For thousands of years, the secret to better sex has been found along Mother Nature's medicine trail. Chris Kilham, a medicine hunter, treks across the globe in search of plants that add sizzle to sex.

"Every country I travel to has at least one plant that is widely used for sexual enhancement," Kilham said.

Kilham, who teaches plant medicine at the University of Masschusetts-Amherst, reveals his top 10 list of herbal aphrodisiacs in his new book, "Hot Plants." He has now combined these plants into an herbal supplement, also called Hot Plants.

The Food and Drug Administration says there's no proof that herbal aphrodisiacs work.

"Of course the FDA is going to say these don't work," said Kilham. "They have no expertise in herbs. But you have scientists and doctors all around the world who say these things work very well."

ABC's Dr. Tim Johnson talked to doctors familiar with herbs and sexual function to find out if the ingredients in Hot Plants might have an effect on libido.

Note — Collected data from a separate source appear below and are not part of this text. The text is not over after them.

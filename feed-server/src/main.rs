mod application;
mod data;
mod domain;
mod infrastructure;
mod presentation;

use std::sync::Arc;

use actix_cors::Cors;
use actix_web::middleware::{DefaultHeaders, Logger};
use actix_web::{App, HttpServer, web};
use application::auth_service::AuthService;
use application::post_service::PostService;
use data::post_repository::InMemoryPostRepository;
use infrastructure::config::AppConfig;
use infrastructure::logging::init_logging;
use infrastructure::vk_oauth::VkOAuthClient;
use presentation::handlers;
use presentation::identity::IdentityPolicy;
use presentation::middleware::RequestTracing;
use tracing::info;

#[actix_web::main]
async fn main() -> anyhow::Result<()> {
    init_logging();

    let config = AppConfig::from_env()?;

    let post_repo = Arc::new(InMemoryPostRepository::new());
    let post_service = PostService::new(Arc::clone(&post_repo));
    let auth_service = AuthService::new(VkOAuthClient::new(config.vk.clone()));
    let policy = IdentityPolicy {
        require_user: config.require_user,
        default_author_id: config.default_author_id.clone(),
    };

    let post_data = web::Data::new(post_service);
    let auth_data = web::Data::new(auth_service);
    let policy_data = web::Data::new(policy);
    let config_data = config.clone();

    info!(
        host = %config.host,
        port = config.port,
        require_user = config.require_user,
        "feed server starting"
    );

    HttpServer::new(move || {
        let cors = build_cors(&config_data);
        App::new()
            .wrap(Logger::default())
            .wrap(RequestTracing)
            .wrap(
                DefaultHeaders::new()
                    .add(("X-Content-Type-Options", "nosniff"))
                    .add(("Referrer-Policy", "no-referrer"))
                    .add(("Permissions-Policy", "geolocation=()"))
                    .add(("Cross-Origin-Opener-Policy", "same-origin")),
            )
            .wrap(cors)
            .app_data(post_data.clone())
            .app_data(auth_data.clone())
            .app_data(policy_data.clone())
            .service(handlers::rpc::scope())
            .service(
                web::scope("/api")
                    .app_data(handlers::post::json_config())
                    .service(handlers::health::health)
                    .service(handlers::post::get_posts)
                    .service(handlers::post::create_post)
                    .service(handlers::post::delete_post),
            )
    })
    .bind((config.host.as_str(), config.port))?
    .run()
    .await?;

    info!("feed server stopped");
    Ok(())
}

fn build_cors(config: &AppConfig) -> Cors {
    let mut cors = Cors::default()
        .allowed_methods(vec!["GET", "POST", "DELETE", "OPTIONS"])
        .allowed_headers(vec![
            actix_web::http::header::CONTENT_TYPE,
            actix_web::http::header::HeaderName::from_static("x-user"),
            actix_web::http::header::HeaderName::from_static("x-request-id"),
        ])
        .max_age(3600);

    for origin in &config.cors_origins {
        if origin == "*" {
            cors = cors.allow_any_origin();
        } else {
            cors = cors.allowed_origin(origin);
        }
    }

    cors
}
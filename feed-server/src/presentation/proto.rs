//! Protobuf messages of the `posts` package, declared with `prost` derives.

use chrono::{DateTime, Utc};
use prost_types::Timestamp;

use crate::domain::post::Post as DomainPost;

#[derive(Clone, PartialEq, prost::Message)]
pub struct Post {
    #[prost(int64, tag = "1")]
    pub id: i64,
    #[prost(string, tag = "2")]
    pub author_id: String,
    #[prost(string, tag = "3")]
    pub text: String,
    #[prost(message, optional, tag = "4")]
    pub created_at: Option<Timestamp>,
    #[prost(bool, tag = "5")]
    pub deleted: bool,
}

#[derive(Clone, PartialEq, prost::Message)]
pub struct AddPostRequest {
    #[prost(string, tag = "1")]
    pub text: String,
}

#[derive(Clone, PartialEq, prost::Message)]
pub struct AddPostResponse {
    #[prost(message, optional, tag = "1")]
    pub post: Option<Post>,
}

#[derive(Clone, PartialEq, prost::Message)]
pub struct DeletePostRequest {
    #[prost(int64, tag = "1")]
    pub id: i64,
}

#[derive(Clone, PartialEq, prost::Message)]
pub struct DeletePostResponse {
    #[prost(message, optional, tag = "1")]
    pub post: Option<Post>,
}

#[derive(Clone, PartialEq, prost::Message)]
pub struct GetFeedRequest {}

#[derive(Clone, PartialEq, prost::Message)]
pub struct GetFeedResponse {
    #[prost(message, repeated, tag = "1")]
    pub posts: Vec<Post>,
}

#[derive(Clone, PartialEq, prost::Message)]
pub struct VkAuthRequest {
    #[prost(string, tag = "1")]
    pub code: String,
}

#[derive(Clone, PartialEq, prost::Message)]
pub struct VkAuthResponse {
    #[prost(string, tag = "1")]
    pub token: String,
    #[prost(string, tag = "2")]
    pub user_id: String,
}

#[derive(Clone, PartialEq, prost::Message)]
pub struct GetVkAuthUrlRequest {}

#[derive(Clone, PartialEq, prost::Message)]
pub struct GetVkAuthUrlResponse {
    #[prost(string, tag = "1")]
    pub url: String,
}

fn timestamp_from_chrono(at: &DateTime<Utc>) -> Timestamp {
    Timestamp {
        seconds: at.timestamp(),
        nanos: at.timestamp_subsec_nanos() as i32,
    }
}

impl From<DomainPost> for Post {
    fn from(p: DomainPost) -> Self {
        Post {
            id: p.id,
            author_id: p.author_id,
            text: p.text,
            created_at: Some(timestamp_from_chrono(&p.created_at)),
            deleted: p.deleted,
        }
    }
}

"Many of these are well-known, well-established in herbal lore. Maca Pura [is] certainly a prosexual; catuaba, certainly a prosexual; rhodiola, definitely a prosexual," said Dr. Steven Lamm.

Recently, a number of studies in reputable journals have looked at some of the individual ingredients in Hot Plants. They were shown to enhance libido and even treat erectile dysfunction.

Labs are one thing -- but what about real life? Can Hot Plants fuel hot sex?

20/20 asked Kathy and Myron Becker to be guinea pigs. Like countless middle-aged couples, their sex life has lost some of its spark.

Kathy was skeptical, but by day three she said she couldn't help but notice a change in her body. "Whatever the herbs are, seem to increase circulation to the pelvic area. And so it gives me the feeling of like, 'Hmmm, I've got a little secret.' "

Her husband certainly noticed. "Kathy seems to enjoy the hum in her nether regions," he said. "I enjoy Kathy's new spark a lot."

But was Kathy Becker's heightened sex drive a physical response to the herbs or a psychological one? That can only be answered by a well-controlled study. Until then, Lamm says it's wrong to simply say herbal aphrodisiacs don't work.

"There are enough active ingredients to have energized this lady," he said. "And it's very possible that it did affect some libido aspect."

That's proof enough for the Beckers, who say, for now, they're a couple of satisfied customers.